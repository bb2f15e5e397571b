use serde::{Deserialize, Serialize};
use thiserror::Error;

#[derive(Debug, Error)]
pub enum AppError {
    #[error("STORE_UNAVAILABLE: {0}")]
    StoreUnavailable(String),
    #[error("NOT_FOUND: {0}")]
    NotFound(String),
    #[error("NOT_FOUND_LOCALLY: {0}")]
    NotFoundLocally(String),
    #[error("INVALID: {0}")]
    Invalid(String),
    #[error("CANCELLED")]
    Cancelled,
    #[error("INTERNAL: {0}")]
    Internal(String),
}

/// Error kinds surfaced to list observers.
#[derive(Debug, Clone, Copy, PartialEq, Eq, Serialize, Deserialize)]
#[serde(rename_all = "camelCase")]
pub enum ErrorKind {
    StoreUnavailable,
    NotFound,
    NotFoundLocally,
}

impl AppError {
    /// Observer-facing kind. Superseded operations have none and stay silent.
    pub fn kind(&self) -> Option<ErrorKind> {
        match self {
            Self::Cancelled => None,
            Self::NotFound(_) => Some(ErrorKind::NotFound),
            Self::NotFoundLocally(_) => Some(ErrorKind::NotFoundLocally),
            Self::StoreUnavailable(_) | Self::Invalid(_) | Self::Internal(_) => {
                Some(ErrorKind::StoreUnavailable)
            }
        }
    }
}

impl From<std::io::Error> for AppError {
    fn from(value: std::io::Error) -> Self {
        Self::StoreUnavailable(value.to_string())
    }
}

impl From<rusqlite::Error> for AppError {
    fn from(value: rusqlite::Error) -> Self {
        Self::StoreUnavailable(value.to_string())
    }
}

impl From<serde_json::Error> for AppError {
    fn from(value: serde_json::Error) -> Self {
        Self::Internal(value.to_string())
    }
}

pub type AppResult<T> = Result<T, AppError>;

## How to complete this task:
Each entry above is to be transcribed without alteration.

## Output:
repository bb2f15e5e397571b
use serde::{Deserialize, Serialize};
use thiserror::Error;

#[derive(Debug, Error)]
pub enum AppError {
    #[error("STORE_UNAVAILABLE: {0}")]
    StoreUnavailable(String),
    #[error("NOT_FOUND: {0}")]
    NotFound(String),
    #[error("NOT_FOUND_LOCALLY: {0}")]
    NotFoundLocally(String),
    #[error("INVALID: {0}")]
    Invalid(String),
    #[error("CANCELLED")]
    Cancelled,
    #[error("INTERNAL: {0}")]
    Internal(String),
}

/// Error kinds surfaced to list observers.
#[derive(Debug, Clone, Copy, PartialEq, Eq, Serialize, Deserialize)]
#[serde(rename_all = "camelCase")]
pub enum ErrorKind {
    StoreUnavailable,
    NotFound,
    NotFoundLocally,
}

impl AppError {
    /// Observer-facing kind. Superseded operations have none and stay silent.
    pub fn kind(&self) -> Option<ErrorKind> {
        match self {
            Self::Cancelled => None,
            Self::NotFound(_) => Some(ErrorKind::NotFound),
            Self::NotFoundLocally(_) => Some(ErrorKind::NotFoundLocally),
            Self::StoreUnavailable(_) | Self::Invalid(_) | Self::Internal(_) => {
                Some(ErrorKind::StoreUnavailable)
            }
        }
    }
}

impl From<std::io::Error> for AppError {
    fn from(value: std::io::Error) -> Self {
        Self::StoreUnavailable(value.to_string())
    }
}

impl From<rusqlite::Error> for AppError {
    fn from(value: rusqlite::Error) -> Self {
        Self::StoreUnavailable(value.to_string())
    }
}

impl From<serde_json::Error> for AppError {
    fn from(value: serde_json::Error) -> Self {
        Self::Internal(value.to_string())
    }
}

pub type AppResult<T> = Result<T, AppError>;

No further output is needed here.